Young children who live near a major road are significantly more likely to have asthma than children who live only blocks away, according to a study.
The study found that children living within 75 meters (about 82 yards) of a major road had a 50 percent greater risk of having had asthma symptoms in the past year than were children who lived more than 300 meters (about 328 yards) away. Higher traffic volumes on the different roads were also related to increased rates of asthma.
"These findings are consistent with an emerging body of evidence that local traffic around homes and schools may be causing an increase in asthma," says lead author Rob McConnell, professor of preventive medicine at the University of Southern California, USA.
"This is a potentially important public health problem because many children live near major roads."
More than 5,000 children aged 5 to 7 were involved in the study.
The researchers determined how far each participating child lived from a major road - a freeway, large highway or a feeder road to a highway.

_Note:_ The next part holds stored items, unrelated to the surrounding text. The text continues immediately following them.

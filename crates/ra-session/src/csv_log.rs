//! CSV announcement log.
//!
//! One row per announcement:
//!
//! ```text
//! seq,unix_time_secs,direction,kind,stop_id,stop_name,message
//! 0,1760000000,AtoC,approaching,1,B,Approaching bus stop B
//! ```

use std::fs::File;
use std::io::Write;
use std::path::Path;
use std::time::{SystemTime, UNIX_EPOCH};

use csv::Writer;

use ra_core::Direction;
use ra_progress::AnnouncementEvent;

use crate::{AnnouncementSink, SessionError, SessionResult};

const HEADER: [&str; 7] =
    ["seq", "unix_time_secs", "direction", "kind", "stop_id", "stop_name", "message"];

/// One logged announcement.
#[derive(Debug, Clone, PartialEq)]
pub struct AnnouncementRow {
    pub seq:            u64,
    pub unix_time_secs: u64,
    pub direction:      Direction,
    pub event:          AnnouncementEvent,
}

/// An [`AnnouncementSink`] that appends every announcement to a CSV file.
///
/// Write errors are stored internally because sink methods have no return
/// value.  Check [`take_error`][Self::take_error] after the run.
pub struct CsvAnnouncementLog<W: Write> {
    writer:     Writer<W>,
    direction:  Direction,
    seq:        u64,
    finished:   bool,
    last_error: Option<SessionError>,
}

impl CsvAnnouncementLog<File> {
    /// Create (or truncate) `path` and write the header row.
    pub fn create(path: &Path) -> SessionResult<Self> {
        log::info!("logging announcements to {}", path.display());
        Self::from_writer(File::create(path)?)
    }
}

impl<W: Write> CsvAnnouncementLog<W> {
    pub fn from_writer(inner: W) -> SessionResult<Self> {
        let mut writer = Writer::from_writer(inner);
        writer.write_record(HEADER)?;
        Ok(Self {
            writer,
            direction:  Direction::default(),
            seq:        0,
            finished:   false,
            last_error: None,
        })
    }

    /// Announcements written so far.
    pub fn len(&self) -> u64 {
        self.seq
    }

    pub fn is_empty(&self) -> bool {
        self.seq == 0
    }

    /// Write one row.
    pub fn write_row(&mut self, row: &AnnouncementRow) -> SessionResult<()> {
        self.writer.write_record(&[
            row.seq.to_string(),
            row.unix_time_secs.to_string(),
            row.direction.to_string(),
            row.event.kind.as_str().to_string(),
            row.event.stop.index().to_string(),
            row.event.stop_name.clone(),
            row.event.message(),
        ])?;
        Ok(())
    }

    /// Flush buffered rows.  Idempotent.
    pub fn finish(&mut self) -> SessionResult<()> {
        if self.finished {
            return Ok(());
        }
        self.finished = true;
        self.writer.flush()?;
        Ok(())
    }

    /// Take the stored write error (if any).
    ///
    /// Returns `None` if all writes succeeded.
    pub fn take_error(&mut self) -> Option<SessionError> {
        self.last_error.take()
    }

    /// Flush and unwrap the underlying writer.
    pub fn into_inner(self) -> SessionResult<W> {
        self.writer
            .into_inner()
            .map_err(|e| SessionError::Io(std::io::Error::new(e.error().kind(), e.error().to_string())))
    }

    fn store_err(&mut self, result: SessionResult<()>) {
        if let Err(e) = result {
            // Keep only the first error.
            if self.last_error.is_none() {
                self.last_error = Some(e);
            }
        }
    }
}

impl<W: Write> AnnouncementSink for CsvAnnouncementLog<W> {
    fn announce(&mut self, event: &AnnouncementEvent) {
        let row = AnnouncementRow {
            seq:            self.seq,
            unix_time_secs: unix_now(),
            direction:      self.direction,
            event:          event.clone(),
        };
        self.seq += 1;
        let result = self.write_row(&row);
        self.store_err(result);
    }

    fn on_reverse(&mut self, direction: Direction) {
        self.direction = direction;
    }

    fn on_start(&mut self, direction: Direction) {
        self.direction = direction;
    }
}

fn unix_now() -> u64 {
    SystemTime::now().duration_since(UNIX_EPOCH).map(|d| d.as_secs()).unwrap_or(0)
}
//! Strongly typed stop identifier.
//!
//! `StopId` is the position of a stop in the route's canonical `AtoC` order.
//! The inner integer is `pub` so it can be built from a literal in tests, but
//! callers should prefer `.index()` when indexing into per-stop `Vec`s.

use std::fmt;

/// Generate a typed ID wrapper around a primitive integer.
macro_rules! typed_id {
    ($(#[$attr:meta])* $vis:vis struct $name:ident($inner:ty);) => {
        $(#[$attr])*
        #[derive(Copy, Clone, PartialEq, Eq, Hash, PartialOrd, Ord, Debug, Default)]
        #[cfg_attr(feature = "serde", derive(serde::Serialize, serde::Deserialize))]
        $vis struct $name(pub $inner);

        impl $name {
            /// Cast to `usize` for direct use as a `Vec` index.
            #[inline(always)]
            pub fn index(self) -> usize {
                self.0 as usize
            }
        }

        impl fmt::Display for $name {
            fn fmt(&self, f: &mut fmt::Formatter<'_>) -> fmt::Result {
                write!(f, "{}({})", stringify!($name), self.0)
            }
        }

        impl From<$name> for usize {
            #[inline(always)]
            fn from(id: $name) -> usize {
                id.0 as usize
            }
        }

        impl TryFrom<usize> for $name {
            type Error = std::num::TryFromIntError;
            fn try_from(n: usize) -> Result<$name, Self::Error> {
                <$inner>::try_from(n).map($name)
            }
        }
    };
}

typed_id! {
    /// Index of a stop in the route's canonical (`AtoC`) order.
    pub struct StopId(u32);
}
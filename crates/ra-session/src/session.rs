//! `Session` — one vehicle, one route, one position source at a time.

use std::fmt;

use ra_core::{Direction, GeoPoint};
use ra_progress::{ProgressState, ProgressTracker, UpdateOutcome};
use ra_source::{PollEvent, parse_coords, parse_fraction};

use crate::{AnnouncementSink, SessionError, SessionResult};

/// Where positions come from.
#[derive(Copy, Clone, Debug, PartialEq, Eq, Default)]
pub enum SourceMode {
    /// Positions arrive from the poll subscription.
    #[default]
    Gps,
    /// Positions come from the progress slider or typed coordinates.
    Demo,
}

impl SourceMode {
    pub fn toggled(self) -> SourceMode {
        match self {
            SourceMode::Gps => SourceMode::Demo,
            SourceMode::Demo => SourceMode::Gps,
        }
    }
}

impl fmt::Display for SourceMode {
    fn fmt(&self, f: &mut fmt::Formatter<'_>) -> fmt::Result {
        f.write_str(match self {
            SourceMode::Gps => "GPS",
            SourceMode::Demo => "DEMO",
        })
    }
}

/// Tracking state for a single vehicle.
///
/// Positions are accepted before the route is started (they update the
/// displayed position and distances) but only drive progress afterwards.
#[derive(Debug, Clone)]
pub struct Session {
    tracker:   ProgressTracker,
    direction: Direction,
    progress:  Option<ProgressState>,
    mode:      SourceMode,
    position:  Option<GeoPoint>,
    fix_lost:  bool,
    fraction:  f64,
    distances: Vec<f64>,
}

impl Session {
    pub fn new(tracker: ProgressTracker) -> Self {
        Self {
            tracker,
            direction: Direction::default(),
            progress:  None,
            mode:      SourceMode::default(),
            position:  None,
            fix_lost:  false,
            fraction:  0.0,
            distances: Vec::new(),
        }
    }

    // ── Accessors ─────────────────────────────────────────────────────────

    pub fn tracker(&self) -> &ProgressTracker {
        &self.tracker
    }

    pub fn direction(&self) -> Direction {
        self.direction
    }

    /// `None` until [`start_route`][Self::start_route].
    pub fn progress(&self) -> Option<&ProgressState> {
        self.progress.as_ref()
    }

    pub fn is_started(&self) -> bool {
        self.progress.is_some()
    }

    pub fn mode(&self) -> SourceMode {
        self.mode
    }

    /// Last known position.  Survives "no fix" reports.
    pub fn position(&self) -> Option<GeoPoint> {
        self.position
    }

    /// `true` when the most recent poll reported no fix.
    pub fn fix_lost(&self) -> bool {
        self.fix_lost
    }

    /// Last slider value applied in demo mode.
    pub fn fraction(&self) -> f64 {
        self.fraction
    }

    /// Distance to every stop from the last known position.
    pub fn distances(&self) -> &[f64] {
        &self.distances
    }

    // ── Control ───────────────────────────────────────────────────────────

    /// Begin a traversal in `direction`, discarding any earlier progress.
    pub fn start_route<S: AnnouncementSink>(&mut self, direction: Direction, sink: &mut S) {
        self.direction = direction;
        self.progress = Some(self.tracker.start(direction));
        log::info!("route started {direction}");
        sink.on_start(direction);
    }

    /// Switch between GPS and demo input.  Progress is kept.
    pub fn set_mode(&mut self, mode: SourceMode) {
        if mode != self.mode {
            log::info!("source mode {} -> {mode}", self.mode);
            self.mode = mode;
        }
    }

    pub fn can_reverse(&self) -> bool {
        self.progress.as_ref().is_some_and(|s| self.tracker.can_reverse(s, self.direction))
    }

    /// Reverse direction at the end of the line.
    ///
    /// Returns `Ok(false)` when the vehicle is not at the terminal stop; the
    /// request is ignored.
    pub fn reverse<S: AnnouncementSink>(&mut self, sink: &mut S) -> SessionResult<bool> {
        let state = self.progress.as_ref().ok_or(SessionError::NotStarted)?;
        if !self.tracker.can_reverse(state, self.direction) {
            return Ok(false);
        }
        let (state, direction) = self.tracker.reverse(state, self.direction);
        self.progress = Some(state);
        self.direction = direction;
        sink.on_reverse(direction);
        Ok(true)
    }

    // ── Position input ────────────────────────────────────────────────────

    /// Feed a validated position.  Returns the tracker outcome once the route
    /// has started, `None` before.
    pub fn apply_position<S: AnnouncementSink>(
        &mut self,
        position: GeoPoint,
        sink:     &mut S,
    ) -> Option<UpdateOutcome> {
        self.position = Some(position);
        self.fix_lost = false;

        let Some(state) = self.progress.as_ref() else {
            self.distances = self.tracker.route().distances_from(position);
            return None;
        };

        let outcome = self.tracker.update(position, state, self.direction);
        self.progress = Some(outcome.state);
        self.distances.clone_from(&outcome.distances);
        for event in &outcome.events {
            sink.announce(event);
        }
        Some(outcome)
    }

    /// Apply one poll outcome.
    ///
    /// A fix is applied as a position.  "No fix" keeps the last known
    /// position and flags it as stale.  A failed fetch changes nothing.
    pub fn apply_poll_event<S: AnnouncementSink>(
        &mut self,
        event: &PollEvent,
        sink:  &mut S,
    ) -> Option<UpdateOutcome> {
        match event {
            PollEvent::Fix(p) => self.apply_position(*p, sink),
            PollEvent::NoFix => {
                self.fix_lost = true;
                None
            }
            PollEvent::Failed(msg) => {
                log::debug!("ignoring failed poll: {msg}");
                None
            }
        }
    }

    /// Demo mode: place the vehicle at `fraction` of the way along the
    /// waypoint path.
    ///
    /// # Errors
    ///
    /// [`SessionError::WrongMode`] outside demo mode, or the
    /// [`parse_fraction`] error for a value outside `[0, 1]`.  Either way
    /// nothing changes.
    pub fn set_fraction<S: AnnouncementSink>(
        &mut self,
        fraction: f64,
        sink:     &mut S,
    ) -> SessionResult<Option<UpdateOutcome>> {
        self.require_demo("the progress slider")?;
        let fraction = parse_fraction(fraction)?;
        self.fraction = fraction;
        let position = self.tracker.route().waypoint_at(fraction);
        Ok(self.apply_position(position, sink))
    }

    /// Demo mode: apply a typed `"lat,lng"` position.
    ///
    /// # Errors
    ///
    /// [`SessionError::WrongMode`] outside demo mode, or the
    /// [`parse_coords`] error for malformed or out-of-range text.  Either way
    /// nothing changes.
    pub fn set_coords<S: AnnouncementSink>(
        &mut self,
        text: &str,
        sink: &mut S,
    ) -> SessionResult<Option<UpdateOutcome>> {
        self.require_demo("manual coordinates")?;
        let position = parse_coords(text)?;
        Ok(self.apply_position(position, sink))
    }

    // ── Status ────────────────────────────────────────────────────────────

    /// `"{d}m from BUS STOP {name}"` for the current stop, once the route
    /// has started and a position is known.
    pub fn status_line(&self) -> Option<String> {
        let state = self.progress.as_ref()?;
        let d = self.distances.get(state.current.index())?;
        let name = &self.tracker.route().stop(state.current).name;
        Some(format!("{}m from BUS STOP {name}", d.round()))
    }

    fn require_demo(&self, action: &'static str) -> SessionResult<()> {
        if self.mode != SourceMode::Demo {
            return Err(SessionError::WrongMode {
                action,
                expected: SourceMode::Demo,
                actual:   self.mode,
            });
        }
        Ok(())
    }
}
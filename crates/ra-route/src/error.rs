use thiserror::Error;

use ra_core::CoreError;

#[derive(Debug, Error)]
pub enum RouteError {
    #[error("a route needs at least 2 stops, got {0}")]
    TooFewStops(usize),

    #[error("a route needs at least 2 waypoints, got {0}")]
    TooFewWaypoints(usize),

    #[error("duplicate stop name {0:?}")]
    DuplicateStop(String),

    #[error("invalid coordinate: {0}")]
    Coordinate(#[from] CoreError),

    #[error("route parse error: {0}")]
    Parse(String),

    #[error("I/O error: {0}")]
    Io(#[from] std::io::Error),
}

pub type RouteResult<T> = Result<T, RouteError>;
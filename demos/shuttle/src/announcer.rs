//! Console announcer that fans each event out to the optional CSV log and
//! clip player.

use std::fs::File;
use std::path::Path;

use ra_core::Direction;
use ra_progress::AnnouncementEvent;
use ra_session::{AnnouncementSink, ClipSink, CsvAnnouncementLog, SessionResult};

pub type Player = fn(&Path);

pub struct Announcer {
    csv:       Option<CsvAnnouncementLog<File>>,
    clips:     Option<ClipSink<Player>>,
    pub count: usize,
}

impl Announcer {
    pub fn new(csv: Option<CsvAnnouncementLog<File>>, clips: Option<ClipSink<Player>>) -> Self {
        Self { csv, clips, count: 0 }
    }

    /// Flush the CSV log and surface the first write error, if any.
    pub fn finish(&mut self) -> SessionResult<()> {
        if let Some(csv) = self.csv.as_mut() {
            csv.finish()?;
            if let Some(e) = csv.take_error() {
                return Err(e);
            }
        }
        Ok(())
    }
}

impl AnnouncementSink for Announcer {
    fn announce(&mut self, event: &AnnouncementEvent) {
        self.count += 1;
        println!("  >> {}", event.message());
        if let Some(csv) = self.csv.as_mut() {
            csv.announce(event);
        }
        if let Some(clips) = self.clips.as_mut() {
            clips.announce(event);
        }
    }

    fn on_reverse(&mut self, direction: Direction) {
        println!("  <> reversed, now travelling {direction}");
        if let Some(csv) = self.csv.as_mut() {
            csv.on_reverse(direction);
        }
    }

    fn on_start(&mut self, direction: Direction) {
        if let Some(csv) = self.csv.as_mut() {
            csv.on_start(direction);
        }
    }
}

/// Stand-in audio player: prints the clip it would play.
pub fn print_clip(path: &Path) {
    println!("     (clip {})", path.display());
}
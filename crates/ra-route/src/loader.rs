//! CSV route loader.
//!
//! # CSV formats
//!
//! Stops, one row per stop in `AtoC` order:
//!
//! ```csv
//! name,lat,lon
//! A,7.10488,124.83347
//! B,7.1059,124.83141
//! C,7.10556,124.82827
//! ```
//!
//! Waypoints, one row per path vertex:
//!
//! ```csv
//! lat,lon
//! 7.10488,124.83347
//! 7.10534,124.83365
//! ```
//!
//! Coordinates are range-checked here so a bad file fails at startup with the
//! offending row number rather than producing nonsense distances later.

use std::io::Read;
use std::path::Path;

use serde::Deserialize;

use ra_core::GeoPoint;

use crate::{RouteError, RouteModel, RouteResult, Stop};

// ── CSV records ───────────────────────────────────────────────────────────────

#[derive(Deserialize)]
struct StopRecord {
    name: String,
    lat:  f64,
    lon:  f64,
}

#[derive(Deserialize)]
struct WaypointRecord {
    lat: f64,
    lon: f64,
}

// ── Public API ────────────────────────────────────────────────────────────────

/// Load and validate a route from a stops file and a waypoints file.
pub fn load_route_csv(stops_path: &Path, waypoints_path: &Path) -> RouteResult<RouteModel> {
    let stops = load_stops_reader(std::fs::File::open(stops_path)?)?;
    let waypoints = load_waypoints_reader(std::fs::File::open(waypoints_path)?)?;
    log::info!(
        "loaded {} stops from {} and {} waypoints from {}",
        stops.len(),
        stops_path.display(),
        waypoints.len(),
        waypoints_path.display()
    );
    RouteModel::new(stops, waypoints)
}

/// Parse `name,lat,lon` rows from any `Read` source.
///
/// Useful for testing (pass a `std::io::Cursor`) or embedded route tables.
pub fn load_stops_reader<R: Read>(reader: R) -> RouteResult<Vec<Stop>> {
    let mut csv_reader = csv::ReaderBuilder::new().trim(csv::Trim::All).from_reader(reader);
    let mut stops = Vec::new();

    for (row, result) in csv_reader.deserialize::<StopRecord>().enumerate() {
        let rec = result.map_err(|e| RouteError::Parse(e.to_string()))?;
        let position = checked_point(rec.lat, rec.lon, row)?;
        stops.push(Stop::new(rec.name, position));
    }

    Ok(stops)
}

/// Parse `lat,lon` rows from any `Read` source.
pub fn load_waypoints_reader<R: Read>(reader: R) -> RouteResult<Vec<GeoPoint>> {
    let mut csv_reader = csv::ReaderBuilder::new().trim(csv::Trim::All).from_reader(reader);

    csv_reader
        .deserialize::<WaypointRecord>()
        .enumerate()
        .map(|(row, result)| {
            let rec = result.map_err(|e| RouteError::Parse(e.to_string()))?;
            checked_point(rec.lat, rec.lon, row)
        })
        .collect()
}

// ── Helpers ───────────────────────────────────────────────────────────────────

/// `row` is the zero-based data row; reported one-based after the header.
fn checked_point(lat: f64, lon: f64, row: usize) -> RouteResult<GeoPoint> {
    GeoPoint::try_new(lat, lon)
        .map_err(|e| RouteError::Parse(format!("row {}: {e}", row + 2)))
}
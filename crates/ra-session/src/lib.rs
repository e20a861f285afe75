//! `ra-session` — the layer between position sources, the progress tracker,
//! and whatever plays or records announcements.
//!
//! # Crate layout
//!
//! | Module      | Contents                                                        |
//! |-------------|-----------------------------------------------------------------|
//! | [`sink`]    | `AnnouncementSink` trait, `LogSink`, `RecordingSink`, `ClipSink` |
//! | [`csv_log`] | `CsvAnnouncementLog` — one CSV row per announcement             |
//! | [`session`] | `Session` — route-started, mode, and last-known-position state  |
//! | [`driver`]  | `Driver` — owns the poll subscription for GPS mode              |
//! | [`error`]   | `SessionError`, `SessionResult<T>`                              |
//!
//! A `Session` is synchronous.  Only the [`Driver`] touches the async
//! runtime, and only while the session is in [`SourceMode::Gps`].

pub mod csv_log;
pub mod driver;
pub mod error;
pub mod session;
pub mod sink;

#[cfg(test)]
mod tests;

pub use csv_log::{AnnouncementRow, CsvAnnouncementLog};
pub use driver::Driver;
pub use error::{SessionError, SessionResult};
pub use session::{Session, SourceMode};
pub use sink::{AnnouncementSink, ClipSink, LogSink, NoopSink, RecordingSink};
//! Geographic coordinate type and distance/interpolation helpers.
//!
//! `GeoPoint` uses `f64` latitude/longitude.  Stop radii are tens of metres,
//! so single precision (~1 m at the equator) would eat a visible share of the
//! 30 m arrival radius.

use crate::{CoreError, CoreResult};

/// Mean Earth radius in metres.
pub const EARTH_RADIUS_M: f64 = 6_371_000.0;

/// A WGS-84 geographic coordinate.
#[derive(Copy, Clone, Debug, PartialEq)]
#[cfg_attr(feature = "serde", derive(serde::Serialize, serde::Deserialize))]
pub struct GeoPoint {
    pub lat: f64,
    pub lon: f64,
}

impl GeoPoint {
    #[inline]
    pub const fn new(lat: f64, lon: f64) -> Self {
        Self { lat, lon }
    }

    /// Construct a point, rejecting coordinates outside
    /// `[-90, 90] × [-180, 180]` (and NaN).
    pub fn try_new(lat: f64, lon: f64) -> CoreResult<Self> {
        let p = Self { lat, lon };
        if p.is_valid() {
            Ok(p)
        } else {
            Err(CoreError::OutOfRange { lat, lon })
        }
    }

    /// `true` if both components are finite and inside the WGS-84 ranges.
    #[inline]
    pub fn is_valid(self) -> bool {
        (-90.0..=90.0).contains(&self.lat) && (-180.0..=180.0).contains(&self.lon)
    }

    /// Haversine great-circle distance in metres.
    pub fn distance_m(self, other: GeoPoint) -> f64 {
        let d_lat = (other.lat - self.lat).to_radians();
        let d_lon = (other.lon - self.lon).to_radians();

        let lat1 = self.lat.to_radians();
        let lat2 = other.lat.to_radians();

        let a = (d_lat * 0.5).sin().powi(2)
            + lat1.cos() * lat2.cos() * (d_lon * 0.5).sin().powi(2);

        let c = 2.0 * a.sqrt().atan2((1.0 - a).sqrt());
        EARTH_RADIUS_M * c
    }

    /// Component-wise linear blend toward `other`.
    ///
    /// Not geodesic, but the error is negligible over the few hundred metres
    /// between consecutive waypoints.  `fraction` is not clamped here.
    ///
    /// Weighted form so that `0.0` and `1.0` reproduce the endpoints exactly.
    #[inline]
    pub fn lerp(self, other: GeoPoint, fraction: f64) -> GeoPoint {
        let keep = 1.0 - fraction;
        GeoPoint {
            lat: self.lat * keep + other.lat * fraction,
            lon: self.lon * keep + other.lon * fraction,
        }
    }
}

impl std::fmt::Display for GeoPoint {
    fn fmt(&self, f: &mut std::fmt::Formatter<'_>) -> std::fmt::Result {
        write!(f, "({:.6}, {:.6})", self.lat, self.lon)
    }
}

/// Free-function form of [`GeoPoint::distance_m`].
#[inline]
pub fn distance(a: GeoPoint, b: GeoPoint) -> f64 {
    a.distance_m(b)
}

/// Free-function form of [`GeoPoint::lerp`].
#[inline]
pub fn interpolate(a: GeoPoint, b: GeoPoint, fraction: f64) -> GeoPoint {
    a.lerp(b, fraction)
}
//! Announcement descriptors emitted by the tracker.

use ra_core::StopId;

#[derive(Copy, Clone, Debug, PartialEq, Eq, Hash)]
#[cfg_attr(feature = "serde", derive(serde::Serialize, serde::Deserialize))]
pub enum AnnouncementKind {
    /// The vehicle entered the far radius of the next stop.
    Approaching,
    /// The vehicle reached an intermediate stop.
    Arrival,
    /// The vehicle reached the terminal stop of its direction.
    FinalArrival,
}

impl AnnouncementKind {
    pub fn as_str(self) -> &'static str {
        match self {
            AnnouncementKind::Approaching  => "approaching",
            AnnouncementKind::Arrival      => "arrival",
            AnnouncementKind::FinalArrival => "final_arrival",
        }
    }
}

impl std::fmt::Display for AnnouncementKind {
    fn fmt(&self, f: &mut std::fmt::Formatter<'_>) -> std::fmt::Result {
        f.write_str(self.as_str())
    }
}

/// One announcement to render or play.
#[derive(Clone, Debug, PartialEq, Eq)]
#[cfg_attr(feature = "serde", derive(serde::Serialize, serde::Deserialize))]
pub struct AnnouncementEvent {
    pub kind:      AnnouncementKind,
    pub stop:      StopId,
    pub stop_name: String,
}

impl AnnouncementEvent {
    pub fn new(kind: AnnouncementKind, stop: StopId, stop_name: impl Into<String>) -> Self {
        Self { kind, stop, stop_name: stop_name.into() }
    }

    /// Spoken/displayed text.
    pub fn message(&self) -> String {
        match self.kind {
            AnnouncementKind::Approaching => {
                format!("Approaching bus stop {}", self.stop_name)
            }
            AnnouncementKind::Arrival => {
                format!("Now arriving at bus stop {}", self.stop_name)
            }
            AnnouncementKind::FinalArrival => {
                format!("We have arrived at the final destination, bus stop {}", self.stop_name)
            }
        }
    }

    /// Stem of the pre-recorded audio clip for this event, e.g. `100B`,
    /// `arriveB`, `finalC`.
    pub fn clip_key(&self) -> String {
        let prefix = match self.kind {
            AnnouncementKind::Approaching  => "100",
            AnnouncementKind::Arrival      => "arrive",
            AnnouncementKind::FinalArrival => "final",
        };
        format!("{prefix}{}", self.stop_name)
    }
}

impl std::fmt::Display for AnnouncementEvent {
    fn fmt(&self, f: &mut std::fmt::Formatter<'_>) -> std::fmt::Result {
        write!(f, "{} {}", self.kind, self.stop_name)
    }
}
//! Direction of travel over the stop list.

use std::str::FromStr;

use crate::{CoreError, StopId};

/// The active traversal order.
///
/// `AtoC` walks the stop list front to back, `CtoA` back to front.  The names
/// come from the first and last stop of the built-in three-stop line.
#[derive(Copy, Clone, PartialEq, Eq, Hash, Debug, Default)]
#[cfg_attr(feature = "serde", derive(serde::Serialize, serde::Deserialize))]
pub enum Direction {
    #[default]
    AtoC,
    CtoA,
}

impl Direction {
    /// The opposite direction.
    #[inline]
    pub fn reversed(self) -> Direction {
        match self {
            Direction::AtoC => Direction::CtoA,
            Direction::CtoA => Direction::AtoC,
        }
    }

    /// Index delta applied when moving to the following stop.
    #[inline]
    pub fn delta(self) -> i64 {
        match self {
            Direction::AtoC => 1,
            Direction::CtoA => -1,
        }
    }

    /// First stop of a traversal over `stop_count` stops.
    #[inline]
    pub fn origin(self, stop_count: usize) -> StopId {
        match self {
            Direction::AtoC => StopId(0),
            Direction::CtoA => StopId(stop_count.saturating_sub(1) as u32),
        }
    }

    /// Last stop of a traversal over `stop_count` stops.
    #[inline]
    pub fn terminal(self, stop_count: usize) -> StopId {
        self.reversed().origin(stop_count)
    }

    /// The stop after `stop` in this direction, or `None` past the terminal.
    pub fn step(self, stop: StopId, stop_count: usize) -> Option<StopId> {
        let next = stop.0 as i64 + self.delta();
        if next < 0 || next >= stop_count as i64 {
            None
        } else {
            Some(StopId(next as u32))
        }
    }

    /// Label used in logs and CSV output.
    pub fn as_str(self) -> &'static str {
        match self {
            Direction::AtoC => "AtoC",
            Direction::CtoA => "CtoA",
        }
    }
}

impl std::fmt::Display for Direction {
    fn fmt(&self, f: &mut std::fmt::Formatter<'_>) -> std::fmt::Result {
        f.write_str(self.as_str())
    }
}

impl FromStr for Direction {
    type Err = CoreError;

    fn from_str(s: &str) -> Result<Self, Self::Err> {
        match s.trim() {
            "AtoC" | "atoc" | "a-to-c" => Ok(Direction::AtoC),
            "CtoA" | "ctoa" | "c-to-a" => Ok(Direction::CtoA),
            other => Err(CoreError::UnknownDirection(other.to_owned())),
        }
    }
}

"These results suggest that living in residential areas with high traffic-related pollution significantly increases the risk of childhood asthma," says David A. Schwartz, director of the National Institute of Environmental Health Sciences (NIEHS): "Children with no parental history of asthma who had long-term exposure or early-life exposure to these pollutants were among the most susceptible."
Children who lived at the same residence since age 2 had slightly higher rates of asthma than those who had moved to the residence later. "That is what you would expect if the asthma was being caused by traffic," McConnell says.
Risk for wheeze also decreased the further away a home was from a major road, dropping to background rates at roughly 150 meters (not quite two blocks).
Air pollution regulations typically focus on regional air pollutants rather than localised exposures within communities, such as living near a busy road that may also be a problem.
McConnell and his colleagues plan to follow up with a subgroup of the children to measure pollutants in their homes and also to look at characteristics that may make children more susceptible (or that may be protective), such as genetic characteristics, the study appear in the May issue of Environmental Health Perspectives.